Profiling & Diagnostics using the Dask Dashboard¶

You’ll recall from above, that we opened a url to the Dask Dashboard:

[17]:

client

[17]:


Cluster

• Workers: 2
• Cores: 2
• Memory: 8.36 GB

The dashboard the Dask distributed scheduler provides a an incredibly valuable tool for gaining insights into the performance of your computation and the cluster as a whole. In the dashboard, you’ll see a number of tags:

• Status: Overview of the current state of the scheduler, including the active task stream, progress, memory per worker, and the number of tasks per worker.

• Workers: The workers tab allows you to track cpu and memory use per worker.
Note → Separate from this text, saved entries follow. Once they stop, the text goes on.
// Copyright (C) 2022-2025 Michael Herstine <sp1ff@pobox.com>
//
// This file is part of tracing-monitor.
//
// tracing-monitor is free software: you can redistribute it and/or modify it under the terms of the
// GNU General Public License as published by the Free Software Foundation, either version 3 of the
// License, or (at your option) any later version.
//
// mpdpopm is distributed in the hope that it will be useful, but WITHOUT ANY WARRANTY; without even
// the implied warranty of MERCHANTABILITY or FITNESS FOR A PARTICULAR PURPOSE.  See the GNU General
// Public License for more details.
//
// You should have received a copy of the GNU General Public License along with mpdpopm.  If not,
// see <http://www.gnu.org/licenses/>.

//! Test sending records over TCP to a stand-in agent, then check what arrived.

use tracing::{info, info_span, warn};
use tracing_monitor::{
    backend::QueuedBackend,
    config::{SessionConfig, SinkConfiguration},
    formatter::JsonLines,
    layer::Layer,
    transport::TcpTransport,
};
use tracing_subscriber::{
    layer::SubscriberExt, // Needed to get `with()`
    registry::Registry,
};

use std::io::{BufRead, BufReader};
use std::net::TcpListener;

#[inline(never)]
fn check_out(cart: u64) {
    let span = info_span!("checkout", LogCategory = "Checkout");
    let _enter = span.enter();
    info!(cart, "你好, TCP socket.");
    warn!(cart, "Cart {} is {{still}} open", cart);
}

pub fn main() {
    let listener = TcpListener::bind("127.0.0.1:0").unwrap();
    let addr = listener.local_addr().unwrap();
    let agent = std::thread::spawn(move || {
        let (stream, _) = listener.accept().unwrap();
        BufReader::new(stream)
            .lines()
            .map(|line| serde_json::from_str::<serde_json::Value>(&line.unwrap()).unwrap())
            .collect::<Vec<_>>()
    });

    let backend =
        QueuedBackend::new(JsonLines::default(), TcpTransport::new(addr).unwrap()).unwrap();
    let session = SessionConfig {
        product: Some("tracing-monitor".to_string()),
        application: Some("tcp-test".to_string()),
        version: Some(env!("CARGO_PKG_VERSION").to_string()),
    };
    let config = SinkConfiguration::builder()
        .category_property("LogCategory")
        .build();
    let subscriber =
        Registry::default().with(Layer::with_session(backend, &session, config).unwrap());
    // Dropping the subscriber ends the session, which closes the connection.
    tracing::subscriber::with_default(subscriber, || check_out(11));

    let received = agent.join().unwrap();
    for envelope in &received {
        println!("{}", envelope);
    }
    let kinds: Vec<&str> = received
        .iter()
        .map(|envelope| envelope["kind"].as_str().unwrap())
        .collect();
    assert_eq!(kinds, vec!["session-start", "record", "record", "session-end"]);
    assert_eq!(received[1]["record"]["category"], "Checkout");
    assert_eq!(received[2]["record"]["message"], "Cart 11 is {still} open");
    assert_eq!(received[2]["record"]["call_site"]["method_name"], "check_out");
}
• System: Live tracking of system resources like cpu, memory, bandwidth, and open file descriptors

• Profile: Fine-grained statistical profiling

• Info: Worker status and logs.

Another useful diagnostic tool is Dask’s static performance report. This allows you to save a report, including the task stream, worker profiles, etc. for all or a specific part of a workflow. Below is an example of how you would create such a report:

[18]:

from dask.distributed import performance_report

big_calc.compute()


Exercise¶

Again, let’s modify the chunk size in big_ones (aim for ~100mb). How does the Performance Report change with a larger chunk size?

[19]:

# your code here

big_calc.compute()


Distributed Dask clusters for HPC and Cloud environments¶

Dask can be deployed on distributed infrastructure, such as a an HPC system or a cloud computing system. There is a growing ecosystem of Dask deployment projects that faciliate easy deployment and scaling of Dask clusters on a wide variety of computing systems.

HPC¶

• dask_jobqueue.PBSCluster

• dask_jobqueue.SlurmCluster

• dask_jobqueue.LSFCluster

• etc.

• dask_mpi.initialize

Cloud¶

• dask_kubernetes.KubeCluster

• dask_cloudprovider.FargateCluster
• dask_cloudprovider.ECSCluster
• dask_cloudprovider.ECSCluster
• dask_gateway.GatewayCluster